2) Si la législation d’un État membre qui est applicable en vertu du point 1) ne permet pas de distinguer les membres de la famille des autres personnes auxquelles ladite législation est applicable, le conjoint, les enfants mineurs et les enfants majeurs à charge sont considérés comme membres de la famille.

3) Au cas où, conformément à la législation applicable en vertu des points 1) et 2), une personne n’est considérée comme membre de la famille ou du ménage que lorsqu’elle vit dans le même ménage que la personne assurée ou le titulaire de pension, cette condition est réputée remplie lorsque cette personne est principalement à la charge de la personne assurée ou du titulaire de pension ;

[...] »

7. L’article 4 de ce règlement, intitulé « Égalité de traitement », énonce :

« À moins que le présent règlement n’en dispose autrement, les personnes auxquelles le présent règlement s’applique bénéficient des mêmes prestations et sont soumises aux mêmes obligations, en vertu de la législation de tout État membre, que les ressortissants de celui-ci. »

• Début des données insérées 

//! Maps parsed add operations onto lifecycle calls.
//!
//! Three object classes are recognized: `ipahbacrule` becomes a rule,
//! `ipahbacsvc` a service entity, `ipahbacsvcgroup` a service group
//! (with its `member:` references). Anything else -- containers,
//! schema decorations, future extensions -- is skipped, matching how
//! the original provisioning loader treats its update files. The
//! `autogenerate` identifier placeholder is resolved by the lifecycle
//! manager to a fresh stable token and never enters the store.

use std::collections::BTreeSet;

use palisade_store::{Axis, PolicyDomain, RuleSpec};
use palisade_types::{EntityId, GroupId, Kind, MemberRef, RuleId, RuleType};
use tracing::{debug, info};

use crate::error::{ImportError, Result};
use crate::parser::{first_rdn_value, parse_document, AddOperation};

/// The `ipauniqueid` placeholder requesting a generated identifier.
const AUTOGENERATE: &str = "autogenerate";

/// What an import run created.
#[derive(Debug, Clone, Default, PartialEq, Eq)]
pub struct ImportReport {
    /// Identifiers of rules created, in document order.
    pub rules: Vec<RuleId>,
    /// Service entities provisioned.
    pub services: Vec<EntityId>,
    /// Service groups provisioned.
    pub service_groups: Vec<GroupId>,
}

/// Parses a provisioning document and applies it to the domain.
pub fn import_document(domain: &PolicyDomain, input: &str) -> Result<ImportReport> {
    let operations = parse_document(input)?;
    import_operations(domain, &operations)
}

/// Applies already-parsed add operations to the domain, in order.
pub fn import_operations(domain: &PolicyDomain, operations: &[AddOperation]) -> Result<ImportReport> {
    let mut report = ImportReport::default();

    for op in operations {
        if op.has_object_class("ipahbacrule") {
            let spec = rule_spec_from_operation(op)?;
            report.rules.push(domain.create_rule(spec)?);
        } else if op.has_object_class("ipahbacsvc") {
            let id = EntityId::new(entry_name(op)?);
            domain.add_entity(Kind::Service, id.clone())?;
            report.services.push(id);
        } else if op.has_object_class("ipahbacsvcgroup") {
            let id = GroupId::new(entry_name(op)?);
            domain.add_group(Kind::Service, id.clone())?;
            for member_dn in op.values("member") {
                domain.add_group_member(
                    Kind::Service,
                    &id,
                    member_ref_from_dn(member_dn),
                )?;
            }
            report.service_groups.push(id);
        } else {
            debug!(dn = %op.dn, "entry skipped: no recognized object class");
        }
    }

    info!(
        rules = report.rules.len(),
        services = report.services.len(),
        service_groups = report.service_groups.len(),
        "provisioning document imported"
    );
    Ok(report)
}

/// Maps one `ipahbacrule` entry onto a rule spec.
fn rule_spec_from_operation(op: &AddOperation) -> Result<RuleSpec> {
    let name = entry_name(op)?;

    let rule_type = match op.first("accessruletype") {
        Some(value) if value.eq_ignore_ascii_case("allow") => RuleType::Allow,
        Some(value) if value.eq_ignore_ascii_case("deny") => RuleType::Deny,
        Some(value) => {
            return Err(ImportError::InvalidAttribute {
                dn: op.dn.clone(),
                attribute: "accessruletype",
                value: value.to_string(),
            });
        }
        None => {
            return Err(ImportError::MissingAttribute {
                dn: op.dn.clone(),
                attribute: "accessruletype",
            });
        }
    };

    let enabled = match op.first("ipaenabledflag") {
        Some(value) if value.eq_ignore_ascii_case("true") => true,
        Some(value) if value.eq_ignore_ascii_case("false") => false,
        Some(value) => {
            return Err(ImportError::InvalidAttribute {
                dn: op.dn.clone(),
                attribute: "ipaenabledflag",
                value: value.to_string(),
            });
        }
        // Rules are enabled unless the entry says otherwise.
        None => true,
    };

    let id = match op.first("ipauniqueid") {
        Some(value) if value.eq_ignore_ascii_case(AUTOGENERATE) => None,
        Some(value) => Some(RuleId::new(value)),
        None => None,
    };

    Ok(RuleSpec {
        id,
        name: name.to_string(),
        rule_type,
        enabled,
        description: op.first("description").map(str::to_string),
        users: axis_from_operation(op, "usercategory", "memberuser")?,
        hosts: axis_from_operation(op, "hostcategory", "memberhost")?,
        services: axis_from_operation(op, "servicecategory", "memberservice")?,
    })
}

/// Builds one axis from its category attribute and member references.
/// Category `all` with explicit members is rejected; the mutual
/// exclusivity the store enforces holds for provisioning input too.
fn axis_from_operation(
    op: &AddOperation,
    category: &'static str,
    member: &'static str,
) -> Result<Axis> {
    let members: BTreeSet<MemberRef> = op.values(member).map(member_ref_from_dn).collect();

    match op.first(category) {
        Some(value) if value.eq_ignore_ascii_case("all") => {
            if members.is_empty() {
                Ok(Axis::All)
            } else {
                Err(ImportError::ConflictingCategory {
                    dn: op.dn.clone(),
                    category,
                    member,
                })
            }
        }
        Some(value) => Err(ImportError::InvalidAttribute {
            dn: op.dn.clone(),
            attribute: category,
            value: value.to_string(),
        }),
        None => Ok(Axis::Members(members)),
    }
}

/// Display name of an entry: its `cn` attribute, falling back to the
/// leading RDN of the DN.
fn entry_name(op: &AddOperation) -> Result<&str> {
    op.first("cn")
        .or_else(|| op.rdn_value())
        .ok_or_else(|| ImportError::MissingAttribute {
            dn: op.dn.clone(),
            attribute: "cn",
        })
}

/// Reduces a member DN to a typed reference. The container RDN decides
/// entity vs group: `cn=admins,cn=hbacservicegroups,...` is a group
/// reference, `cn=systemd-user,cn=hbacservices,...` an entity. A bare
/// name is taken as an entity identifier.
fn member_ref_from_dn(dn: &str) -> MemberRef {
    let name = first_rdn_value(dn).unwrap_or(dn).to_string();
    let container = dn
        .split(',')
        .nth(1)
        .and_then(|rdn| rdn.split_once('='))
        .map(|(_, value)| value.trim().to_ascii_lowercase());

    match container {
        Some(container) if container.ends_with("groups") => MemberRef::Group(GroupId::new(name)),
        _ => MemberRef::Entity(EntityId::new(name)),
    }
}
//! # palisade-store: Entity store and rule lifecycle
//!
//! The authoritative state of a Palisade policy domain:
//! - **Entity store** ([`StoreSnapshot`]) - rules, entities, groups,
//!   read through immutable point-in-time snapshots
//! - **Membership resolution** ([`MembershipResolver`]) - transitive
//!   group closure with a per-snapshot cache
//! - **Rule lifecycle** ([`PolicyDomain`]) - the single write path,
//!   enforcing name uniqueness, axis exclusivity, and group-graph
//!   acyclicity at write time
//!
//! # Snapshot isolation
//!
//! ```
//! use palisade_store::{PolicyDomain, RuleSpec};
//! use palisade_types::RuleType;
//!
//! let domain = PolicyDomain::new();
//! let id = domain.create_rule(RuleSpec::new("allow_all", RuleType::Allow))?;
//!
//! let snapshot = domain.snapshot();
//! domain.set_enabled(&id, false)?;
//!
//! // The captured snapshot is unaffected by the later write.
//! assert!(snapshot.rule(&id)?.enabled);
//! # Ok::<(), palisade_store::StoreError>(())
//! ```

pub mod error;
pub mod lifecycle;
pub mod membership;
pub mod model;
pub mod store;

pub use error::{Result, StoreError};
pub use lifecycle::PolicyDomain;
pub use membership::MembershipResolver;
pub use model::{Axis, Entity, Group, Rule, RuleSpec};
pub use store::{PerKind, StoreSnapshot};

8. Aux termes de l’article 67 du règlement nº 883/2004 :

« Une personne a droit aux prestations familiales conformément à la législation de l’État membre compétent, y compris pour les membres de sa famille qui résident dans un autre État membre, comme si ceux-ci résidaient dans le premier État membre. Toutefois, le titulaire d’une pension a droit aux prestations familiales conformément à la législation de l’État membre compétent pour sa pension. »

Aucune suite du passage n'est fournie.